START DATA SUPPLIED
//! Synteny feature adapter.

mod cache;
mod options;

pub use self::options::Options;

use std::{
    collections::HashMap,
    sync::{Arc, Mutex, MutexGuard, PoisonError, Weak},
    time::Duration,
};

use futures::{
    FutureExt, StreamExt, TryStreamExt,
    future::{AbortRegistration, Abortable, BoxFuture, Shared},
    stream::{self, BoxStream},
};
use synteny_core::{AssemblyNames, Feature, Region};
use synteny_json::field::Mapping;
use tokio::{
    runtime::Handle,
    task::JoinHandle,
    time::{self, Instant},
};
use tracing::debug;

use self::cache::{Cache, Key};
use crate::{Builder, Error, Source};

type SharedFetch = Shared<BoxFuture<'static, Result<Arc<[Feature]>, Error>>>;

struct InFlight {
    id: u64,
    fetch: SharedFetch,
    waiters: usize,
}

#[derive(Default)]
struct State {
    cache: Cache,
    in_flight: HashMap<Key, InFlight>,
    next_id: u64,
}

struct Inner<S> {
    source: S,
    field_mapping: Mapping,
    assembly_names: AssemblyNames,
    cache_timeout: Duration,
    client_side_filter: bool,
    state: Arc<Mutex<State>>,
}

/// A synteny feature adapter.
///
/// An adapter fetches alignment responses from a [`Source`], parses them into features, and
/// caches the results. Concurrent requests that map to the same cache key share a single
/// fetch.
pub struct Adapter<S> {
    inner: Arc<Inner<S>>,
    refresh_task: Mutex<Option<JoinHandle<()>>>,
}

impl Adapter<crate::Client> {
    /// Returns a builder to create an adapter.
    ///
    /// # Examples
    ///
    /// ```
    /// use synteny_http::Adapter;
    /// let builder = Adapter::builder();
    /// ```
    pub fn builder() -> Builder {
        Builder::default()
    }
}

impl<S> Adapter<S>
where
    S: Source,
{
    pub(crate) fn new(
        source: S,
        field_mapping: Mapping,
        assembly_names: AssemblyNames,
        cache_timeout: Duration,
        client_side_filter: bool,
        refresh: Option<(Handle, Duration)>,
    ) -> Self {
        let state = Arc::new(Mutex::new(State::default()));

        let refresh_task = refresh
            .map(|(handle, period)| spawn_refresh_task(&handle, Arc::clone(&state), period));

        Self {
            inner: Arc::new(Inner {
                source,
                field_mapping,
                assembly_names,
                cache_timeout,
                client_side_filter,
                state,
            }),
            refresh_task: Mutex::new(refresh_task),
        }
    }

    /// Returns a stream over the features in the given region.
    ///
    /// Nothing is fetched until the stream is first polled. The stream then yields every
    /// feature and ends, or it yields a single error and ends. Dropping the stream ends this
    /// caller's wait, and a fetch that no caller waits on is dropped.
    ///
    /// # Examples
    ///
    /// ```no_run
    /// # #[tokio::main]
    /// # async fn main() -> Result<(), Box<dyn std::error::Error>> {
    /// use futures::TryStreamExt;
    /// use synteny_core::Region;
    /// use synteny_http::{Adapter, Options};
    ///
    /// let adapter = Adapter::builder()
    ///     .set_url("https://example.com/alignments")
    ///     .set_assembly_names(vec![String::from("grape"), String::from("peach")])
    ///     .build()?;
    ///
    /// let region = Region::new("chr1", 1000, 2000)?.with_assembly_name("grape");
    /// let features: Vec<_> = adapter.features(&region, Options::default()).try_collect().await?;
    /// # Ok(())
    /// # }
    /// ```
    pub fn features(
        &self,
        region: &Region,
        options: Options,
    ) -> BoxStream<'static, Result<Feature, Error>> {
        let inner = Arc::clone(&self.inner);
        let region = region.clone();

        stream::once(async move { inner.query(&region, options).await })
            .map_ok(|features| stream::iter(features.into_iter().map(Ok::<_, Error>)))
            .try_flatten()
            .boxed()
    }

    /// Removes the cached features for the given region.
    ///
    /// When filtering locally, this removes the full dataset of the region's assembly.
    pub fn release(&self, region: &Region) {
        let key = Key::new(region, self.inner.client_side_filter);

        if self.inner.lock_state().cache.remove(&key) {
            debug!(%key, "released cached features");
        }
    }

    /// Clears the cache and stops periodic clearing.
    pub fn release_all(&self) {
        self.inner.lock_state().cache.clear();
        self.stop_refresh_task();
        debug!("released all cached features");
    }

    /// Returns the reference sequence names with data.
    ///
    /// An endpoint does not advertise its reference sequences, so this is always empty.
    pub fn ref_names(&self) -> Vec<String> {
        Vec::new()
    }

    /// Returns whether there may be data for the given reference sequence.
    ///
    /// An endpoint does not advertise its reference sequences, so this is always `true`.
    pub fn has_data_for_ref_name(&self, _ref_name: &str) -> bool {
        true
    }
}

impl<S> Adapter<S> {
    fn stop_refresh_task(&self) {
        let mut refresh_task = self
            .refresh_task
            .lock()
            .unwrap_or_else(PoisonError::into_inner);

        if let Some(handle) = refresh_task.take() {
            handle.abort();
        }
    }
}

impl<S> Drop for Adapter<S> {
    fn drop(&mut self) {
        self.stop_refresh_task();
    }
}

impl<S> Inner<S>
where
    S: Source,
{
    fn lock_state(&self) -> MutexGuard<'_, State> {
        lock(&self.state)
    }

    async fn query(&self, region: &Region, options: Options) -> Result<Vec<Feature>, Error> {
        let key = Key::new(region, self.client_side_filter);

        let (fetch, _waiter, abort_registration) = {
            let mut state = self.lock_state();

            if let Some(features) = state.cache.get(&key, Instant::now(), self.cache_timeout) {
                debug!(%key, "cache hit");
                return Ok(self.filter(&features, region));
            }

            match state.in_flight.get_mut(&key) {
                Some(in_flight) => {
                    debug!(%key, "joining in-flight fetch");

                    in_flight.waiters += 1;
                    let waiter = Waiter::new(&self.state, key, in_flight.id);

                    (in_flight.fetch.clone(), waiter, options.abort_registration)
                }
                None => {
                    let id = state.next_id;
                    state.next_id += 1;

                    let fetch = self
                        .fetch(key.clone(), id, region, options.abort_registration)
                        .shared();

                    state.in_flight.insert(
                        key.clone(),
                        InFlight {
                            id,
                            fetch: fetch.clone(),
                            waiters: 1,
                        },
                    );

                    (fetch, Waiter::new(&self.state, key, id), None)
                }
            }
        };

        let features = match abort_registration {
            Some(registration) => Abortable::new(fetch, registration)
                .await
                .unwrap_or(Err(Error::Aborted))?,
            None => fetch.await?,
        };

        Ok(self.filter(&features, region))
    }

    fn fetch(
        &self,
        key: Key,
        id: u64,
        region: &Region,
        abort_registration: Option<AbortRegistration>,
    ) -> BoxFuture<'static, Result<Arc<[Feature]>, Error>> {
        let state = Arc::downgrade(&self.state);
        let request = self.source.fetch(region);
        let field_mapping = self.field_mapping.clone();
        let assembly_names = self.assembly_names.clone();
        let assembly_name = region.assembly_name().map(String::from);
        let cache_timeout = self.cache_timeout;

        async move {
            let _registration = Registration {
                state: state.clone(),
                key: key.clone(),
                id,
            };

            debug!(%key, "fetching features");

            let body = match abort_registration {
                Some(registration) => Abortable::new(request, registration)
                    .await
                    .unwrap_or(Err(Error::Aborted))?,
                None => request.await?,
            };

            let features: Arc<[Feature]> = synteny_json::parse(
                &body,
                &field_mapping,
                &assembly_names,
                assembly_name.as_deref(),
            )
            .into();

            debug!(%key, count = features.len(), "fetched features");

            if !cache_timeout.is_zero() {
                if let Some(state) = state.upgrade() {
                    lock(&state)
                        .cache
                        .insert(key, Arc::clone(&features), Instant::now());
                }
            }

            Ok(features)
        }
        .boxed()
    }

    fn filter(&self, features: &[Feature], region: &Region) -> Vec<Feature> {
        if self.client_side_filter {
            features
                .iter()
                .filter(|feature| feature.region().overlaps(region))
                .cloned()
                .collect()
        } else {
            features.to_vec()
        }
    }
}

/// Removes an in-flight entry when the fetch backing it ends, however it ends.
struct Registration {
    state: Weak<Mutex<State>>,
    key: Key,
    id: u64,
}

impl Drop for Registration {
    fn drop(&mut self) {
        let Some(state) = self.state.upgrade() else {
            return;
        };

        let _entry = {
            let mut state = lock(&state);

            if state
                .in_flight
                .get(&self.key)
                .is_some_and(|in_flight| in_flight.id == self.id)
            {
                state.in_flight.remove(&self.key)
            } else {
                None
            }
        };
    }
}

/// A caller waiting on an in-flight fetch.
///
/// When the last waiter goes away before the fetch ends, the entry is removed, which drops
/// the fetch.
struct Waiter {
    state: Weak<Mutex<State>>,
    key: Key,
    id: u64,
}

impl Waiter {
    fn new(state: &Arc<Mutex<State>>, key: Key, id: u64) -> Self {
        Self {
            state: Arc::downgrade(state),
            key,
            id,
        }
    }
}

impl Drop for Waiter {
    fn drop(&mut self) {
        let Some(state) = self.state.upgrade() else {
            return;
        };

        // The entry must outlive the guard: dropping the last handle to a fetch drops its
        // registration, which locks the state again.
        let entry = {
            let mut state = lock(&state);

            let is_last = match state.in_flight.get_mut(&self.key) {
                Some(in_flight) if in_flight.id == self.id => {
                    in_flight.waiters -= 1;
                    in_flight.waiters == 0
                }
                _ => false,
            };

            if is_last {
                state.in_flight.remove(&self.key)
            } else {
                None
            }
        };

        if entry.is_some() {
            debug!(key = %self.key, "abandoned in-flight fetch");
        }
    }
}

fn lock(state: &Mutex<State>) -> MutexGuard<'_, State> {
    state.lock().unwrap_or_else(PoisonError::into_inner)
}

fn spawn_refresh_task(
    handle: &Handle,
    state: Arc<Mutex<State>>,
    period: Duration,
) -> JoinHandle<()> {
    let state = Arc::downgrade(&state);

    handle.spawn(async move {
        let mut interval = time::interval_at(Instant::now() + period, period);

        loop {
            interval.tick().await;

            let Some(state) = state.upgrade() else {
                break;
            };

            let n = {
                let mut state = lock(&state);
                let n = state.cache.len();
                state.cache.clear();
                n
            };

            debug!(entries = n, "cleared feature cache");
        }
    })
}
END DATA SUPPLIED
### [WORK ITEM]
Beginning at the line above with "fn lock_state(&self) ->" and finishing at the line with "if let Some(features)", return each line exactly and return nothing else.

### [COMPLETED EXERCISE]
    fn lock_state(&self) -> MutexGuard<'_, State> {
        lock(&self.state)
    }

    async fn query(&self, region: &Region, options: Options) -> Result<Vec<Feature>, Error> {
        let key = Key::new(region, self.client_side_filter);

        let (fetch, _waiter, abort_registration) = {
            let mut state = self.lock_state();

            if let Some(features) = state.cache.get(&key, Instant::now(), self.cache_timeout) {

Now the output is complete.